• [Information provided]:
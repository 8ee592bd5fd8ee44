//! Cold tier integrity check

use crate::migrate::store::TierStore;
use crate::storage::Tier;
use crate::tables::{Catalog, TableSpec};
use serde::Serialize;
use std::collections::BTreeMap;
use std::sync::Arc;
use tracing::{info, warn};

/// Cold row counts for every known table.
#[derive(Debug, Clone, PartialEq, Serialize)]
pub struct IntegrityReport {
    pub counts: BTreeMap<String, u64>,
    /// Tables with no rows, in catalog order
    pub empty_tables: Vec<String>,
    /// Count errors, recorded as a zero count
    pub errors: BTreeMap<String, String>,
    pub integrity_score: f64,
}

impl IntegrityReport {
    fn from_counts(
        ordered: Vec<(String, u64)>,
        errors: BTreeMap<String, String>,
    ) -> Self {
        let total = ordered.len();
        let empty_tables: Vec<String> = ordered
            .iter()
            .filter(|(_, count)| *count == 0)
            .map(|(name, _)| name.clone())
            .collect();
        let integrity_score = if total == 0 {
            1.0
        } else {
            (total - empty_tables.len()) as f64 / total as f64
        };
        Self {
            counts: ordered.into_iter().collect(),
            empty_tables,
            errors,
            integrity_score,
        }
    }

    pub fn is_complete(&self) -> bool {
        self.empty_tables.is_empty()
    }

    pub fn tables_with_data(&self) -> usize {
        self.counts.len() - self.empty_tables.len()
    }
}

pub struct IntegrityVerifier {
    store: Arc<dyn TierStore>,
    catalog: Arc<Catalog>,
}

impl IntegrityVerifier {
    pub fn new(store: Arc<dyn TierStore>, catalog: Arc<Catalog>) -> Self {
        Self { store, catalog }
    }

    /// Count every table in cold, unfiltered. A failed count is a zero.
    pub async fn verify(&self) -> IntegrityReport {
        let mut ordered = Vec::with_capacity(self.catalog.tables().len());
        let mut errors = BTreeMap::new();

        for table in self.catalog.tables() {
            let count = match self.store.count_all(Tier::Cold, table).await {
                Ok(count) => count,
                Err(e) => {
                    warn!(table = %table.name, error = %e, "Cold count failed, treating as empty");
                    errors.insert(table.name.clone(), e.to_string());
                    0
                }
            };
            ordered.push((table.name.clone(), count));
        }

        let report = IntegrityReport::from_counts(ordered, errors);
        crate::metrics::INTEGRITY_SCORE.set(report.integrity_score);
        info!(
            score = report.integrity_score,
            empty = report.empty_tables.len(),
            "Cold tier verified"
        );
        report
    }

    /// Cold row count for one table; errors count as zero.
    pub async fn verify_table(&self, table: &TableSpec) -> u64 {
        self.store
            .count_all(Tier::Cold, table)
            .await
            .unwrap_or_else(|e| {
                warn!(table = %table.name, error = %e, "Cold count failed, treating as empty");
                0
            })
    }
}

#[cfg(test)]
mod tests {
    use super::*;

    #[test]
    fn test_score_is_fraction_with_data() {
        let report = IntegrityReport::from_counts(
            vec![
                ("a".into(), 3),
                ("b".into(), 0),
                ("c".into(), 1),
                ("d".into(), 0),
            ],
            BTreeMap::new(),
        );
        assert_eq!(report.empty_tables, vec!["b", "d"]);
        assert_eq!(report.tables_with_data(), 2);
        assert!((report.integrity_score - 0.5).abs() < f64::EPSILON);
        assert!(!report.is_complete());
    }

    #[test]
    fn test_no_tables_is_complete() {
        let report = IntegrityReport::from_counts(vec![], BTreeMap::new());
        assert!(report.is_complete());
        assert_eq!(report.integrity_score, 1.0);
    }
}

• [About this exercise]:
Read the data above. Pull out each line in which the string "total" appears.

• [Expected output]:
        let total = ordered.len();
        let integrity_score = if total == 0 {
            (total - empty_tables.len()) as f64 / total as f64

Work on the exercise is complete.